Letter: Animal-free diet also helps the planet

Graphic by Lori Deaton

[Regarding the “Get Involved” box in the article, “A Planet Apart: WNC Celebrates Socially Distant Earth Day,” April 22, Xpress]: As animal agriculture is one of the largest contributors of human-made greenhouse gas emissions, deforestation and water pollution, an animal-free diet would have been another at-home opportunity on Earth Day. To have done nothing was not a choice: Every time we eat, we make a choice to help or to harm. We make this choice several times a day, every day.

Factory farms are also a pandemic risk. “If you actually want to create global pandemics, then build factory farms,” said Michael Greger, the author of Bird Flu: A Virus of Our Own Hatching. While scientists believe the novel coronavirus originated in wild bats, highly pathogenic strains of H5N1 bird flu are linked to poultry farms in China (“The Meat We Eat Is a Pandemic Risk, Too,” Vox).

The American Conservative agrees: “Packing thousands of drugged-up animals in metal sheds, ignoring health concerns, makes perfect breeding grounds for pandemic” (“Multinational Meat Farms Could Be Making Us Sick”).

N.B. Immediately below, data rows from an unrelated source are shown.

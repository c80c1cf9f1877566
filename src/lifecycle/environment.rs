//! Environment variables handed to one instance's process.
//!
//! By default an overlay only reaches the child's own environment block. A
//! process-wide overlay is an explicit opt-in for process models that read the
//! parent environment; it is installed through [`ProcessEnvGuard`], which puts
//! every variable back on release.
//!
//! Process-wide overlays that share a variable name must not be active in two
//! tests at once. Callers serialize such tests; nothing here does.

use std::collections::BTreeMap;
use std::ffi::OsString;

#[derive(Debug, Clone, PartialEq, Eq, thiserror::Error)]
pub enum OverlayError {
    #[error("invalid environment variable name `{name}`: {reason}")]
    InvalidName { name: String, reason: String },
    #[error("environment variable `{name}` has a value containing NUL")]
    InvalidValue { name: String },
}

#[derive(Debug, Clone, Copy, Default, PartialEq, Eq)]
pub enum OverlayScope {
    /// Only the launched child sees the variables.
    #[default]
    ChildOnly,
    /// The variables are also installed in this process until teardown.
    Process,
}

#[derive(Debug, Clone, Default, PartialEq, Eq)]
pub struct EnvironmentOverlay {
    vars: BTreeMap<String, String>,
}

impl EnvironmentOverlay {
    pub fn new() -> Self {
        Self::default()
    }

    pub fn with(mut self, name: &str, value: impl Into<String>) -> Result<Self, OverlayError> {
        validate_name(name)?;
        let value = value.into();
        if value.contains('\0') {
            return Err(OverlayError::InvalidValue {
                name: name.to_string(),
            });
        }
        self.vars.insert(name.to_string(), value);
        Ok(self)
    }

    pub fn from_pairs<I, K, V>(pairs: I) -> Result<Self, OverlayError>
    where
        I: IntoIterator<Item = (K, V)>,
        K: AsRef<str>,
        V: Into<String>,
    {
        pairs
            .into_iter()
            .try_fold(Self::new(), |overlay, (name, value)| {
                overlay.with(name.as_ref(), value)
            })
    }

    pub fn get(&self, name: &str) -> Option<&str> {
        self.vars.get(name).map(String::as_str)
    }

    pub fn names(&self) -> impl Iterator<Item = &str> {
        self.vars.keys().map(String::as_str)
    }

    pub fn iter(&self) -> impl Iterator<Item = (&str, &str)> {
        self.vars.iter().map(|(k, v)| (k.as_str(), v.as_str()))
    }

    pub fn len(&self) -> usize {
        self.vars.len()
    }

    pub fn is_empty(&self) -> bool {
        self.vars.is_empty()
    }
}

fn validate_name(name: &str) -> Result<(), OverlayError> {
    let reason = if name.is_empty() {
        Some("must be non-empty")
    } else if name.contains('=') {
        Some("must not contain '='")
    } else if name.contains('\0') {
        Some("must not contain NUL")
    } else {
        None
    };
    match reason {
        Some(reason) => Err(OverlayError::InvalidName {
            name: name.to_string(),
            reason: reason.to_string(),
        }),
        None => Ok(()),
    }
}

/// Installs an overlay into this process and restores the previous values on
/// [`ProcessEnvGuard::restore`] or drop.
#[derive(Debug)]
pub struct ProcessEnvGuard {
    previous: Vec<(String, Option<OsString>)>,
    restored: bool,
}

impl ProcessEnvGuard {
    pub fn install(overlay: &EnvironmentOverlay) -> Self {
        let mut previous = Vec::with_capacity(overlay.len());
        for (name, value) in overlay.iter() {
            previous.push((name.to_string(), std::env::var_os(name)));
            std::env::set_var(name, value);
        }
        Self {
            previous,
            restored: false,
        }
    }

    pub fn names(&self) -> impl Iterator<Item = &str> {
        self.previous.iter().map(|(name, _)| name.as_str())
    }

    /// Puts every variable back to its value before `install`; variables that
    /// did not exist are removed. Idempotent.
    pub fn restore(&mut self) {
        if self.restored {
            return;
        }
        self.restored = true;
        for (name, value) in self.previous.iter().rev() {
            match value {
                Some(value) => std::env::set_var(name, value),
                None => std::env::remove_var(name),
            }
        }
    }
}

impl Drop for ProcessEnvGuard {
    fn drop(&mut self) {
        self.restore();
    }
}
use super::{endpoint, send, ClientError, ClientResponse, DEFAULT_REQUEST_TIMEOUT};
use std::time::Duration;

pub const FUNCTIONS_KEY_HEADER: &str = "x-functions-key";

/// Calls `POST /admin/functions/<name>` to run non-HTTP-triggered functions
/// on demand.
#[derive(Debug, Clone)]
pub struct AdminClient {
    agent: ureq::Agent,
    base_url: String,
    key: Option<String>,
    timeout: Duration,
}

impl AdminClient {
    pub fn new(agent: ureq::Agent, base_url: &str) -> Self {
        Self {
            agent,
            base_url: base_url.to_string(),
            key: None,
            timeout: DEFAULT_REQUEST_TIMEOUT,
        }
    }

    pub fn with_functions_key(mut self, key: &str) -> Self {
        self.key = Some(key.to_string());
        self
    }

    pub fn with_timeout(mut self, timeout: Duration) -> Self {
        self.timeout = timeout;
        self
    }

    pub fn trigger_url(&self, function_name: &str) -> String {
        endpoint(
            &self.base_url,
            &format!("admin/functions/{}", urlencoding::encode(function_name)),
        )
    }

    /// Triggers `function_name` with an empty JSON body. Any non-2xx answer
    /// is an error.
    pub fn trigger_function(&self, function_name: &str) -> Result<ClientResponse, ClientError> {
        let mut request = self
            .agent
            .post(&self.trigger_url(function_name))
            .timeout(self.timeout);
        if let Some(key) = &self.key {
            request = request.set(FUNCTIONS_KEY_HEADER, key);
        }
        let response = send(request, Some(&serde_json::json!({})))?.error_for_status()?;
        tracing::info!(function = %function_name, status = response.status, "function triggered");
        Ok(response)
    }
}

#[cfg(test)]
mod tests {
    use super::*;

    #[test]
    fn trigger_url_encodes_function_name() {
        let client = AdminClient::new(ureq::AgentBuilder::new().build(), "http://localhost:7071/");
        assert_eq!(
            client.trigger_url("order processor"),
            "http://localhost:7071/admin/functions/order%20processor"
        );
    }
}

Legislation proposed by Sen. Cory Booker (D-N.J.) imposes a moratorium on the U.S.’s biggest factory farms and phases them out altogether by 2040. In March, as the COVID-19 pandemic gained traction, the conservative magazine National Review carried a piece arguing that “if you reflect on this issue with an open mind, you’ll agree that ending factory farms is a good idea — even if Cory Booker thinks that it is.”

While we should support the legislation, we should adopt an animal-free diet now. COVID-19 did not stop the climate clock. [Vegan Outreach’s] 10 Weeks to Vegan [challenge] will send you a free email each week full of tips and resources to help you make the switch to eating vegan.